Depending on whether you are in the room in person or virtual, it could influence your feelings about participating.
Lewis discusses disengagement as one of the four sins of meetings in the book. The other sins are wastefulness and disorderly conduct. Let’s take a look at them all.
Sin #1: Disengagement
Lewis talks about facilitation techniques and how to engage with people as a meeting chair. He discusses how to bring out the creativity in people and get them moving.
Avoid by: Imagine yourself as a participant in one your meetings. Is it enjoyable? Is it enjoyable for people to come along? Or do they frown when you add another Steering Group meeting to the calendar?
Office culture is also important. Some of the project teams I’ve led would not have allowed me to bring creative ideas to the table. I would have been laughed at and not in an “engaged” way.
Tune your engagement activities to fit the organization. If in doubt, bring cake (plus a Gluten-Free option).
Sin #2: Wastefulness
This is where you waste too much time in meetings, talking about nothing.

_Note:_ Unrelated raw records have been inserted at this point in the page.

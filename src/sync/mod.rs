//! Concurrent sync of remote repositories into the local store.
//!
//! This module handles:
//! - Target resolution (explicit names, configured list, or remote listing)
//! - Label push, skipped when the cached label set already matches
//! - Issue reconciliation with per-issue isolation
//! - Optional pull-request linking and timeline refinement
//! - Per-repository and run-wide sync records, plus the daily CFD snapshot
//! - Read-only label audits against the configured set
//!
//! Workers run on scoped threads, at most `concurrency` at a time. The store
//! is a single connection behind a mutex; remote calls never hold the lock.

mod audit;

pub use audit::{LabelAudit, RepoAudit, audit_repositories, label_audit};

use std::collections::{HashMap, HashSet};
use std::sync::atomic::{AtomicUsize, Ordering};
use std::sync::{Mutex, MutexGuard, PoisonError};

use chrono::{DateTime, Utc};
use indicatif::ProgressBar;
use serde::Serialize;
use tracing::{debug, info, info_span, warn};

use crate::config::RepositoriesConfig;
use crate::error::{KanbanError, Result};
use crate::model::{LabelSpec, Repository, SyncStatus};
use crate::reconcile::{issue_record, resolve_timeline};
use crate::storage::{LAST_SYNC_ORG_KEY, SqliteStorage};
use crate::tracker::{IssueTracker, RawIssue};

/// Default page size for issue listing.
pub const DEFAULT_ISSUE_LIMIT: usize = 500;
/// Default page size for pull-request listing.
pub const DEFAULT_PR_LIMIT: usize = 200;
/// Default number of repositories synced in parallel.
pub const DEFAULT_CONCURRENCY: usize = 5;

/// What a sync run does.
#[derive(Debug, Clone)]
pub struct SyncOptions {
    /// Desired label set pushed to every repository.
    pub labels: Vec<LabelSpec>,
    pub sync_labels: bool,
    pub sync_issues: bool,
    pub with_prs: bool,
    /// One extra remote call per classified issue.
    pub with_timeline: bool,
    pub issue_limit: usize,
    pub pr_limit: usize,
    /// Also fetch issues closed in the last N days, beyond the page limit.
    pub closed_days: Option<u32>,
    pub concurrency: usize,
    /// Take today's CFD snapshot after a repository syncs, if missing.
    pub snapshot: bool,
}

impl Default for SyncOptions {
    fn default() -> Self {
        Self {
            labels: Vec::new(),
            sync_labels: true,
            sync_issues: true,
            with_prs: false,
            with_timeline: false,
            issue_limit: DEFAULT_ISSUE_LIMIT,
            pr_limit: DEFAULT_PR_LIMIT,
            closed_days: None,
            concurrency: DEFAULT_CONCURRENCY,
            snapshot: true,
        }
    }
}

impl SyncOptions {
    fn sync_type(&self) -> &'static str {
        match (self.sync_labels, self.sync_issues) {
            (true, true) => "full",
            (true, false) => "labels",
            (false, true) => "issues",
            (false, false) => "none",
        }
    }
}

/// Outcome for one repository.
#[derive(Debug, Clone, PartialEq, Eq, Serialize)]
pub struct RepoSyncResult {
    pub repo: String,
    pub state: SyncStatus,
    pub issues: usize,
    pub prs: usize,
    pub labels_changed: usize,
    /// Items that failed individually and were skipped.
    pub skipped: usize,
    #[serde(skip_serializing_if = "Option::is_none")]
    pub error: Option<String>,
}

impl RepoSyncResult {
    fn new(repo: &str) -> Self {
        Self {
            repo: repo.to_string(),
            state: SyncStatus::Running,
            issues: 0,
            prs: 0,
            labels_changed: 0,
            skipped: 0,
            error: None,
        }
    }
}

/// Aggregate result of a run.
#[derive(Debug, Clone, Default, PartialEq, Eq, Serialize)]
pub struct SyncReport {
    pub repos: Vec<RepoSyncResult>,
    pub total_issues: usize,
    pub errors: Vec<String>,
}

impl SyncReport {
    #[must_use]
    pub fn is_clean(&self) -> bool {
        self.errors.is_empty()
    }

    #[must_use]
    pub fn failed_repos(&self) -> usize {
        self.repos
            .iter()
            .filter(|r| r.state == SyncStatus::Failed)
            .count()
    }
}

/// Counters shared by all workers.
#[derive(Default)]
struct Tally {
    results: Vec<(usize, RepoSyncResult)>,
    total_issues: usize,
    errors: Vec<String>,
}

fn lock<T>(mutex: &Mutex<T>) -> MutexGuard<'_, T> {
    // A worker that panicked mid-write rolled its transaction back.
    mutex.lock().unwrap_or_else(PoisonError::into_inner)
}

/// Match a repository name against `*`, `prefix*`, `*suffix` or an exact name.
#[must_use]
pub fn matches_pattern(pattern: &str, name: &str) -> bool {
    if pattern == "*" {
        return true;
    }
    match (pattern.strip_prefix('*'), pattern.strip_suffix('*')) {
        (Some(suffix), _) if !suffix.contains('*') => name.ends_with(suffix),
        (_, Some(prefix)) if !prefix.contains('*') => name.starts_with(prefix),
        _ => pattern == name,
    }
}

/// Keep names matching any include pattern (all when none) and no exclude.
#[must_use]
pub fn filter_repositories(names: Vec<String>, include: &[String], exclude: &[String]) -> Vec<String> {
    names
        .into_iter()
        .filter(|name| include.is_empty() || include.iter().any(|p| matches_pattern(p, name)))
        .filter(|name| !exclude.iter().any(|p| matches_pattern(p, name)))
        .collect()
}

/// Decide which repositories to sync: explicit names, else the configured
/// list, else the remote listing filtered by include/exclude patterns.
///
/// # Errors
///
/// Returns [`KanbanError::NoRepositories`] when nothing is left, or the
/// tracker error if the remote listing fails.
pub fn resolve_targets(
    tracker: &dyn IssueTracker,
    org: &str,
    explicit: &[String],
    config: &RepositoriesConfig,
) -> Result<Vec<String>> {
    let mut names = if !explicit.is_empty() {
        explicit.to_vec()
    } else if !config.list.is_empty() {
        config.list.clone()
    } else {
        let remote = tracker.list_repositories(org)?;
        debug!(org, count = remote.len(), "Listed remote repositories");
        filter_repositories(remote, &config.include, &config.exclude)
    };

    let mut seen = HashSet::new();
    names.retain(|n| seen.insert(n.clone()));
    if names.is_empty() {
        return Err(KanbanError::NoRepositories);
    }
    Ok(names)
}

/// Sync every repository in `repos` and return the aggregate report.
///
/// Per-repository failures are collected, not raised. Preconditions fail
/// before any remote call.
///
/// # Errors
///
/// Returns [`KanbanError::NoRepositories`] or [`KanbanError::NoLabels`] for
/// unmet preconditions, or a database error writing the run-wide record.
pub fn run_sync(
    tracker: &dyn IssueTracker,
    storage: &mut SqliteStorage,
    org: &str,
    repos: &[String],
    options: &SyncOptions,
    progress: &ProgressBar,
) -> Result<SyncReport> {
    if repos.is_empty() {
        return Err(KanbanError::NoRepositories);
    }
    if options.sync_labels && options.labels.is_empty() {
        return Err(KanbanError::NoLabels);
    }

    let started = Utc::now();
    let run_id = storage.record_sync_start(None, "all", started)?;
    let workers = options.concurrency.clamp(1, repos.len());
    info!(org, repos = repos.len(), workers, "Starting sync");
    progress.set_length(repos.len() as u64);

    let store = Mutex::new(&mut *storage);
    let tally = Mutex::new(Tally::default());
    let next = AtomicUsize::new(0);
    let worker = RepoWorker {
        tracker,
        store: &store,
        org,
        options,
    };

    std::thread::scope(|scope| {
        for _ in 0..workers {
            scope.spawn(|| {
                loop {
                    let idx = next.fetch_add(1, Ordering::SeqCst);
                    let Some(name) = repos.get(idx) else { break };
                    progress.set_message(name.clone());
                    let (result, errors) = worker.sync(name);

                    let mut t = lock(&tally);
                    t.total_issues += result.issues;
                    t.errors.extend(errors);
                    t.results.push((idx, result));
                    drop(t);
                    progress.inc(1);
                }
            });
        }
    });

    let Tally {
        mut results,
        total_issues,
        errors,
    } = tally.into_inner().unwrap_or_else(PoisonError::into_inner);
    results.sort_by_key(|(idx, _)| *idx);
    let report = SyncReport {
        repos: results.into_iter().map(|(_, r)| r).collect(),
        total_issues,
        errors,
    };

    let finished = Utc::now();
    let items = i64::try_from(report.total_issues).unwrap_or(i64::MAX);
    if report.failed_repos() == report.repos.len() {
        storage.record_sync_failed(run_id, items, &report.errors.join("; "), finished)?;
    } else {
        let message = (!report.errors.is_empty()).then(|| report.errors.join("; "));
        storage.record_sync_complete(run_id, items, message.as_deref(), finished)?;
    }
    storage.set_metadata(LAST_SYNC_ORG_KEY, org)?;

    info!(
        total_issues = report.total_issues,
        errors = report.errors.len(),
        failed = report.failed_repos(),
        "Sync finished"
    );
    Ok(report)
}
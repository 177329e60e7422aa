//! Database management commands.

use crate::cli::DbCommands;
use crate::cli::commands::{open_existing_storage, open_storage, print_json};
use crate::config::{self, CliOverrides};
use crate::error::Result;
use crate::format::format_stats;
use crate::model::Stats;
use serde::Serialize;
use std::fs;

#[derive(Serialize)]
struct StatsOutput<'a> {
    path: String,
    size_bytes: u64,
    #[serde(flatten)]
    stats: &'a Stats,
}

/// Execute a database subcommand.
///
/// # Errors
///
/// Returns an error if the database cannot be created or read.
pub fn execute(command: &DbCommands, json: bool, cli: &CliOverrides) -> Result<()> {
    let config = config::load_config(cli)?;
    let path = config.database_path();

    match command {
        DbCommands::Init => {
            let storage = open_storage(&config)?;
            let version = storage.stats()?.schema_version;
            if json {
                print_json(&serde_json::json!({
                    "path": path.display().to_string(),
                    "schema_version": version,
                }))?;
            } else {
                println!("Initialized {} (schema v{version})", path.display());
            }
        }
        DbCommands::Stats => {
            let storage = open_existing_storage(&config)?;
            let stats = storage.stats()?;
            let size_bytes = fs::metadata(&path).map(|m| m.len()).unwrap_or(0);
            let display = path.display().to_string();
            if json {
                print_json(&StatsOutput {
                    path: display,
                    size_bytes,
                    stats: &stats,
                })?;
            } else {
                print!("{}", format_stats(&stats, &display, size_bytes));
            }
        }
        DbCommands::Path => {
            if json {
                print_json(&serde_json::json!({ "path": path.display().to_string() }))?;
            } else {
                println!("{}", path.display());
            }
        }
    }
    Ok(())
}
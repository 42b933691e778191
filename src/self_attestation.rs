//! Self-attestation trustworthiness policy.
//!
//! Self-attestation makes no cryptographic promise about the authenticator
//! model, only that the credential key itself signed the attestation
//! statement (already checked by the `packed` validator). Whether an RP is
//! willing to accept that is a pure policy decision.

use crate::error::{WebauthnError, WebauthnResult};

pub trait SelfAttestationTrustworthinessValidator: Send + Sync {
    fn validate(&self) -> WebauthnResult<()>;
}

/// Default policy: reject self-attestation.
#[derive(Debug, Default, Clone, Copy)]
pub struct RejectSelfAttestation;

impl SelfAttestationTrustworthinessValidator for RejectSelfAttestation {
    fn validate(&self) -> WebauthnResult<()> {
        Err(WebauthnError::BadAttestationStatement {
            reason: "self-attestation is not permitted by this relying party's policy".into(),
        })
    }
}

/// Opt-in policy for RPs that accept self-attestation without further
/// cryptographic work beyond what the format validator already performed.
#[derive(Debug, Default, Clone, Copy)]
pub struct AllowSelfAttestation;

impl SelfAttestationTrustworthinessValidator for AllowSelfAttestation {
    fn validate(&self) -> WebauthnResult<()> {
        Ok(())
    }
}
//! Extension-output validation.
//!
//! Client and authenticator extensions are modelled as a keyed map whose
//! values are a closed sum type (`ExtensionOutput`). An identifier with no
//! registered decoder is rejected outright rather than silently ignored --
//! a permissive extension story is how RPs end up trusting data they never
//! actually validated.

use crate::error::{WebauthnError, WebauthnResult};
use crate::model::ExtensionOutputs;

/// The authenticator extension identifiers this core understands. RPs that
/// need additional extensions supply their own `ExtensionRegistry`.
pub fn default_known_extensions() -> Vec<&'static str> {
    vec!["credProtect", "hmac-secret", "credBlob", "minPinLength", "largeBlob"]
}

/// Policy object deciding which authenticator extension identifiers are
/// acceptable for a ceremony.
pub trait ExtensionRegistry: Send + Sync {
    fn is_known(&self, identifier: &str) -> bool;
}

/// Default registry: the extensions enumerated in
/// [`default_known_extensions`].
#[derive(Debug, Default, Clone, Copy)]
pub struct DefaultExtensionRegistry;

impl ExtensionRegistry for DefaultExtensionRegistry {
    fn is_known(&self, identifier: &str) -> bool {
        default_known_extensions().contains(&identifier)
    }
}

/// Rejects the ceremony if any extension output carries an identifier the
/// registry does not recognise.
pub fn validate_extension_outputs(
    outputs: &ExtensionOutputs,
    registry: &dyn ExtensionRegistry,
) -> WebauthnResult<()> {
    for identifier in outputs.keys() {
        if !registry.is_known(identifier) {
            return Err(WebauthnError::UnsupportedExtension {
                identifier: identifier.clone(),
            });
        }
    }
    Ok(())
}

#[cfg(test)]
mod tests {
    use super::*;
    use crate::model::ExtensionOutput;

    #[test]
    fn known_extension_passes() {
        let mut outputs = ExtensionOutputs::new();
        outputs.insert("credProtect".into(), ExtensionOutput::Boolean(true));
        assert!(validate_extension_outputs(&outputs, &DefaultExtensionRegistry).is_ok());
    }

    #[test]
    fn unknown_extension_rejected() {
        let mut outputs = ExtensionOutputs::new();
        outputs.insert("x-vendor-secret".into(), ExtensionOutput::Boolean(true));
        let err = validate_extension_outputs(&outputs, &DefaultExtensionRegistry).unwrap_err();
        assert!(matches!(err, WebauthnError::UnsupportedExtension { .. }));
    }
}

It’s wastefulness when it comes to time.
It happens when a meeting becomes a regular part of the calendar. It is possible to hold regular meetings with your project team, but it is not necessary if there are no topics that can be discussed in a more productive way.
Avoid this: Decide whether you really need a meeting. You can accomplish the same goal without a meeting. If not, cancel it.
Sin #3: Disorderly Conduct
Lewis writes, “People can easily become distracted at meetings.” He continues:
“Keep in mind that you don’t know their thoughts when they walk in. Are they coming from a meeting where they had to give a presentation, or just finished a difficult phone call with a client or colleague? Are they distracted by something else and see your meeting as an interruption to their day? Everyone has their own thoughts. We all do. The sooner you can be clear about what you want from the participants, the more efficient you’ll be.
Lewis suggests that you have a meeting agenda. Here are some meeting templates. This is one of the best and easiest ways to avoid distractions during meetings.